For an A Level Advent calendar, try this one from Mathsbank.
With Mathsbank you can display solutions step by step.

The Indisputable Santa Mathematical Advent Calendar comes from Dr Hannah Fry and Dr Thomas Oléron Evans who throughout December 2016, to accompany the release of their book on the Mathematics of Christmas, tweeted out Christmathsy bits and pieces, one a day, advent calendar style.
From the brilliant Mathigon site, see Puzzles 2022, and perhaps have a look back at their puzzles from earlier years…

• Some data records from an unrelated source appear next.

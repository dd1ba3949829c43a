//! Poll flow: check every pending batch, process the completed ones, and
//! finalize them.
//!
//! Each pending job is handled in isolation. A provider hiccup or a bad
//! output file for one batch is logged and skipped; the job stays submitted
//! and is retried on the next cycle. Score upserts happen before the batch
//! is marked completed, so a crash mid-processing replays the upserts on the
//! next poll with identical results.

use super::parser::parse_result_line;
use crate::provider::{BatchInfo, BatchProvider};
use crate::store::{BatchJob, BatchOutcome, NewScore, ScoringStore};
use anyhow::{Context, Result};
use tracing::{debug, info, warn};

/// Token estimate per successful line when the provider reports no usage.
pub const ESTIMATED_TOKENS_PER_SUCCESS: i64 = 200;

/// Rough gpt-4o-mini pricing, per thousand tokens.
pub const COST_PER_1K_TOKENS: f64 = 0.0015;

#[derive(Debug, Default, PartialEq, Eq)]
pub struct PollOutcome {
    /// Pending jobs found at the start of the cycle.
    pub pending: usize,
    /// Jobs that completed and were finalized this cycle.
    pub processed: usize,
}

/// Run one poll cycle over all pending batches.
pub async fn run_poll(
    store: &dyn ScoringStore,
    provider: &dyn BatchProvider,
    model: &str,
) -> Result<PollOutcome> {
    let pending = store
        .pending_batches()
        .context("Failed to list pending batches")?;

    let mut outcome = PollOutcome {
        pending: pending.len(),
        ..Default::default()
    };

    for job in &pending {
        let info = match provider.get_batch(&job.batch_id).await {
            Ok(info) => info,
            Err(e) => {
                warn!(batch_id = %job.batch_id, error = %e, "Failed to fetch batch state");
                continue;
            }
        };

        if info.status.is_terminal_unsuccessful() {
            // No persisted transition for these; the job stays submitted
            // and keeps showing up here until handled out of band.
            warn!(batch_id = %job.batch_id, status = %info.status, "Batch ended unsuccessfully");
            continue;
        }
        if info.status != crate::provider::ProviderBatchStatus::Completed {
            debug!(batch_id = %job.batch_id, status = %info.status, "Batch still pending");
            continue;
        }

        info!(batch_id = %job.batch_id, "Processing completed batch");
        match process_completed_batch(store, provider, job, &info, model).await {
            Ok((successes, errors)) => {
                info!(
                    batch_id = %job.batch_id,
                    successes, errors, "Finalized batch"
                );
                outcome.processed += 1;
            }
            Err(e) => {
                warn!(batch_id = %job.batch_id, error = %e, "Failed to process batch");
            }
        }
    }

    Ok(outcome)
}

/// Download, parse, and persist the results of one completed batch, then
/// perform the single submitted -> completed transition.
async fn process_completed_batch(
    store: &dyn ScoringStore,
    provider: &dyn BatchProvider,
    job: &BatchJob,
    info: &BatchInfo,
    model: &str,
) -> Result<(i64, i64)> {
    let output_file_id = info
        .output_file_id
        .as_deref()
        .context("Completed batch has no output file")?;
    let text = provider
        .download_file(output_file_id)
        .await
        .context("Failed to download batch output file")?;

    let mut success_count: i64 = 0;
    let mut error_count: i64 = 0;

    for line in text.lines().filter(|l| !l.trim().is_empty()) {
        let (target_id, payload) = match parse_result_line(line) {
            Ok(parsed) => parsed,
            Err(e) => {
                warn!(batch_id = %job.batch_id, error = %e, "Skipping result line");
                error_count += 1;
                continue;
            }
        };

        let score = NewScore {
            target_id,
            decoration: payload.decoration,
            coffee: payload.coffee,
            study_suitable: payload.study_suitable,
            parking: payload.parking.as_str().to_string(),
            evidence: payload.evidence,
            sources: payload.sources_used,
            model: model.to_string(),
            batch_id: job.batch_id.clone(),
        };
        match store.upsert_score(&score) {
            Ok(()) => success_count += 1,
            Err(e) => {
                warn!(
                    batch_id = %job.batch_id,
                    target_id = %score.target_id,
                    error = %e,
                    "Failed to store score"
                );
                error_count += 1;
            }
        }
    }

    let total_tokens = info
        .total_tokens
        .unwrap_or(success_count * ESTIMATED_TOKENS_PER_SUCCESS);
    let cost_estimate = (total_tokens as f64 / 1000.0) * COST_PER_1K_TOKENS;

    store
        .complete_batch(
            &job.batch_id,
            &BatchOutcome {
                output_file_id: Some(output_file_id.to_string()),
                success_count,
                error_count,
                total_tokens,
                cost_estimate,
            },
        )
        .context("Failed to finalize batch")?;

    Ok((success_count, error_count))
}

#[cfg(test)]
mod tests {
    use super::*;
    use crate::provider::{ProviderBatchStatus, ProviderError};
    use crate::scoring::request::DEFAULT_MODEL;
    use crate::store::{SqliteScoringStore, Target};
    use async_trait::async_trait;
    use chrono::Utc;
    use serde_json::json;
    use std::collections::HashMap;
    use std::sync::Mutex;
    use tempfile::TempDir;

    struct FakeProvider {
        batches: Mutex<HashMap<String, BatchInfo>>,
        files: Mutex<HashMap<String, String>>,
    }

    impl FakeProvider {
        fn new() -> Self {
            Self {
                batches: Mutex::new(HashMap::new()),
                files: Mutex::new(HashMap::new()),
            }
        }

        fn set_batch(&self, info: BatchInfo) {
            self.batches.lock().unwrap().insert(info.id.clone(), info);
        }

        fn set_file(&self, id: &str, content: &str) {
            self.files
                .lock()
                .unwrap()
                .insert(id.to_string(), content.to_string());
        }
    }

    #[async_trait]
    impl BatchProvider for FakeProvider {
        async fn upload_batch_file(&self, _jsonl: &str) -> Result<String, ProviderError> {
            unimplemented!("not used by poll")
        }

        async fn create_batch(&self, _input_file_id: &str) -> Result<String, ProviderError> {
            unimplemented!("not used by poll")
        }

        async fn get_batch(&self, batch_id: &str) -> Result<BatchInfo, ProviderError> {
            self.batches
                .lock()
                .unwrap()
                .get(batch_id)
                .cloned()
                .ok_or(ProviderError::Api {
                    status: 404,
                    message: "no such batch".to_string(),
                })
        }

        async fn download_file(&self, file_id: &str) -> Result<String, ProviderError> {
            self.files
                .lock()
                .unwrap()
                .get(file_id)
                .cloned()
                .ok_or(ProviderError::Api {
                    status: 404,
                    message: "no such file".to_string(),
                })
        }
    }

    fn new_store() -> (SqliteScoringStore, TempDir) {
        let temp_dir = TempDir::new().unwrap();
        let store = SqliteScoringStore::new(temp_dir.path().join("scoring.db")).unwrap();
        (store, temp_dir)
    }

    fn insert_target(store: &SqliteScoringStore, id: &str) {
        store
            .insert_target(&Target {
                id: id.to_string(),
                name: format!("Cafe {}", id),
                address: "1 Main St".to_string(),
                city: None,
                zip_code: None,
                created_at: Utc::now(),
            })
            .unwrap();
    }

    fn ok_line(target_id: &str, coffee: i64) -> String {
        let payload = json!({
            "decoration": 3,
            "coffee": coffee,
            "studySuitable": 4,
            "parking": "street",
            "evidence": ["quiet upstairs"],
            "sources_used": ["https://example.com"]
        });
        json!({
            "custom_id": format!("biz_{}", target_id),
            "response": { "status_code": 200, "body": { "output_text": payload.to_string() } }
        })
        .to_string()
    }

    fn failed_line(target_id: &str) -> String {
        json!({
            "custom_id": format!("biz_{}", target_id),
            "response": { "status_code": 500, "body": { "error": "overloaded" } }
        })
        .to_string()
    }

    #[tokio::test]
    async fn still_running_batch_stays_submitted() {
        let (store, _dir) = new_store();
        let provider = FakeProvider::new();
        store.record_batch_start("batch-1", &[]).unwrap();
        provider.set_batch(BatchInfo {
            id: "batch-1".to_string(),
            status: ProviderBatchStatus::InProgress,
            output_file_id: None,
            total_tokens: None,
        });

        let outcome = run_poll(&store, &provider, DEFAULT_MODEL).await.unwrap();
        assert_eq!(outcome, PollOutcome { pending: 1, processed: 0 });
        assert_eq!(store.pending_batches().unwrap().len(), 1);
    }

    #[tokio::test]
    async fn completed_batch_is_processed_and_finalized() {
        let (store, _dir) = new_store();
        let provider = FakeProvider::new();
        insert_target(&store, "a");
        insert_target(&store, "b");
        store
            .record_batch_start("batch-1", &["a".to_string(), "b".to_string()])
            .unwrap();
        provider.set_batch(BatchInfo {
            id: "batch-1".to_string(),
            status: ProviderBatchStatus::Completed,
            output_file_id: Some("file-out".to_string()),
            total_tokens: None,
        });
        provider.set_file(
            "file-out",
            &format!("{}\n{}\n{}\n", ok_line("a", 5), failed_line("b"), "garbage"),
        );

        let outcome = run_poll(&store, &provider, DEFAULT_MODEL).await.unwrap();
        assert_eq!(outcome, PollOutcome { pending: 1, processed: 1 });

        // One good line, one failed request, one unparseable line.
        let job = store.get_batch("batch-1").unwrap().unwrap();
        assert_eq!(job.success_count, 1);
        assert_eq!(job.error_count, 2);
        assert_eq!(job.total_tokens, ESTIMATED_TOKENS_PER_SUCCESS);
        assert!((job.cost_estimate - 0.0003).abs() < 1e-9);

        let score = store.get_score("a").unwrap().unwrap();
        assert_eq!(score.coffee, 5);
        assert_eq!(score.batch_id, "batch-1");
        assert!(store.get_score("b").unwrap().is_none());
        assert!(store.pending_batches().unwrap().is_empty());
    }

    #[tokio::test]
    async fn reported_token_usage_wins_over_estimate() {
        let (store, _dir) = new_store();
        let provider = FakeProvider::new();
        insert_target(&store, "a");
        store.record_batch_start("batch-1", &["a".to_string()]).unwrap();
        provider.set_batch(BatchInfo {
            id: "batch-1".to_string(),
            status: ProviderBatchStatus::Completed,
            output_file_id: Some("file-out".to_string()),
            total_tokens: Some(9000),
        });
        provider.set_file("file-out", &ok_line("a", 4));

        run_poll(&store, &provider, DEFAULT_MODEL).await.unwrap();

        let job = store.get_batch("batch-1").unwrap().unwrap();
        assert_eq!(job.total_tokens, 9000);
        assert!((job.cost_estimate - 0.0135).abs() < 1e-9);
    }

    #[tokio::test]
    async fn terminal_unsuccessful_batch_stays_submitted() {
        let (store, _dir) = new_store();
        let provider = FakeProvider::new();
        store.record_batch_start("batch-1", &[]).unwrap();
        provider.set_batch(BatchInfo {
            id: "batch-1".to_string(),
            status: ProviderBatchStatus::Expired,
            output_file_id: None,
            total_tokens: None,
        });

        let outcome = run_poll(&store, &provider, DEFAULT_MODEL).await.unwrap();
        assert_eq!(outcome.processed, 0);
        assert_eq!(store.pending_batches().unwrap().len(), 1);
    }

    #[tokio::test]
    async fn one_bad_job_does_not_block_the_others() {
        let (store, _dir) = new_store();
        let provider = FakeProvider::new();
        insert_target(&store, "a");
        store.record_batch_start("batch-bad", &[]).unwrap();
        store.record_batch_start("batch-good", &["a".to_string()]).unwrap();

        // batch-bad is unknown to the provider entirely.
        provider.set_batch(BatchInfo {
            id: "batch-good".to_string(),
            status: ProviderBatchStatus::Completed,
            output_file_id: Some("file-out".to_string()),
            total_tokens: None,
        });
        provider.set_file("file-out", &ok_line("a", 3));

        let outcome = run_poll(&store, &provider, DEFAULT_MODEL).await.unwrap();
        assert_eq!(outcome, PollOutcome { pending: 2, processed: 1 });

        let good = store.get_batch("batch-good").unwrap().unwrap();
        assert_eq!(good.success_count, 1);
        assert_eq!(store.pending_batches().unwrap().len(), 1);
    }

    #[tokio::test]
    async fn scores_for_unknown_targets_count_as_errors() {
        let (store, _dir) = new_store();
        let provider = FakeProvider::new();
        store.record_batch_start("batch-1", &[]).unwrap();
        provider.set_batch(BatchInfo {
            id: "batch-1".to_string(),
            status: ProviderBatchStatus::Completed,
            output_file_id: Some("file-out".to_string()),
            total_tokens: None,
        });
        provider.set_file("file-out", &ok_line("ghost", 4));

        run_poll(&store, &provider, DEFAULT_MODEL).await.unwrap();

        let job = store.get_batch("batch-1").unwrap().unwrap();
        assert_eq!(job.success_count, 0);
        assert_eq!(job.error_count, 1);
    }
}
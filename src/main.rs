use anyhow::{Context, Result};
use beacon_server::config::{AppConfig, CliConfig, FileConfig};
use beacon_server::provider::OpenAiBatchProvider;
use beacon_server::seed::seed_targets;
use beacon_server::server::{run_server, ServerState};
use beacon_server::store::SqliteScoringStore;
use clap::Parser;
use std::path::PathBuf;
use std::sync::Arc;
use std::time::Instant;
use tracing::{info, level_filters::LevelFilter};
use tracing_subscriber::{layer::SubscriberExt, util::SubscriberInitExt, EnvFilter};

fn parse_path(s: &str) -> Result<PathBuf> {
    let path_buf = PathBuf::from(s);
    let original_path = match path_buf.canonicalize() {
        Ok(path) => path,
        Err(msg) => {
            if msg.kind() == std::io::ErrorKind::NotFound {
                path_buf
            } else {
                return Err(msg).with_context(|| format!("Error resolving path: {}", s));
            }
        }
    };
    if original_path.is_absolute() {
        return Ok(original_path);
    }
    let cwd = std::env::current_dir()?;
    Ok(cwd.join(original_path))
}

#[derive(Parser, Debug)]
struct CliArgs {
    /// Path to the SQLite scoring database file.
    #[clap(long, value_parser = parse_path)]
    pub db_path: Option<PathBuf>,

    /// Path to a TOML config file. Values in it override CLI arguments.
    #[clap(long, value_parser = parse_path)]
    pub config: Option<PathBuf>,

    /// The port to listen on.
    #[clap(short, long, default_value_t = 3001)]
    pub port: u16,

    /// Maximum number of targets per submitted batch.
    #[clap(long)]
    pub batch_limit: Option<usize>,

    /// Model to request for scoring.
    #[clap(long)]
    pub model: Option<String>,

    /// Base URL of the batch-inference provider.
    #[clap(long)]
    pub provider_base_url: Option<String>,

    /// Shared secret the cron endpoints require. Falls back to CRON_SECRET.
    #[clap(long)]
    pub cron_secret: Option<String>,

    /// Path to a JSON seed file of businesses to load on startup.
    #[clap(long, value_parser = parse_path)]
    pub seed: Option<PathBuf>,
}

#[tokio::main]
async fn main() -> Result<()> {
    let cli_args = CliArgs::parse();

    tracing_subscriber::registry()
        .with(tracing_subscriber::fmt::layer())
        .with(
            EnvFilter::builder()
                .with_default_directive(LevelFilter::INFO.into())
                .with_env_var("LOG_LEVEL")
                .from_env_lossy(),
        )
        .try_init()
        .unwrap();

    let file_config = cli_args.config.as_deref().map(FileConfig::load).transpose()?;
    let cli_config = CliConfig {
        db_path: cli_args.db_path,
        port: cli_args.port,
        batch_limit: cli_args.batch_limit,
        model: cli_args.model,
        provider_base_url: cli_args.provider_base_url,
        api_key: None,
        cron_secret: cli_args.cron_secret,
    };
    let config = AppConfig::resolve(&cli_config, file_config)?;

    info!("Opening SQLite scoring database at {:?}...", config.db_path);
    let store = Arc::new(SqliteScoringStore::new(&config.db_path)?);

    if let Some(seed_path) = cli_args.seed {
        info!("Seeding targets from {:?}...", seed_path);
        seed_targets(store.as_ref(), &seed_path)?;
    }

    let provider = Arc::new(OpenAiBatchProvider::new(
        config.provider_base_url.clone(),
        config.api_key.clone(),
    ));

    let state = ServerState {
        store,
        provider,
        cron_secret: config.cron_secret.clone(),
        model: config.model.clone(),
        batch_limit: config.batch_limit,
        start_time: Instant::now(),
        hash: env!("GIT_HASH").to_string(),
    };

    info!("Ready to serve at port {}!", config.port);
    run_server(state, config.port).await
}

On Teachit Maths their Interactive advent calendar is a free sample resource available to everybody. (Remember that the free subscription on this excellent site includes hundreds of high-quality pdf resources.) Teachit Maths describes the resource as an advent calendar in the form of a presentation focusing mainly on mathematics. Suitable for KS3/4. (KS3/4 is UK age 11-16). For each day you will reveal a festive fact, joke, teaching idea, activity or game.
…and for your colleagues from Teachit:

Alternatively how about a Christmas Revision Calendar from Access Maths? Three Christmas Calendars are available, one for KS3, and two for GCSE – Foundation and one for Higher.

Alternatively, try this higher GCSE revision quiz, very attractively presented as an Advent calendar, answers are included.

From Mark Dawes try this lovely resource with problem-solving tasks for use in maths lessons in December. Suitable for starter activities, they span a range of abilities in KS3 and KS4. As well as the calendar the resource includes worksheets for some of the problems and a file of Teacher notes. Note Mark’s instructions for the PowerPoint file (on the first slide) which enable you to choose the task you want whichever number is clicked on.

Alex Pett created his advent calendar complete with history and problems for each day. Alex has provided a pdf version or use as a Google document. For an Activeinspire resource, try this version.
Another Advent Calendar to check is Mark Anderson’s Appvent, and I am delighted to see that the first entry is Jonathan Halls’s brilliant Form Time Ideas, and remember you can also use Form Time Numeracy.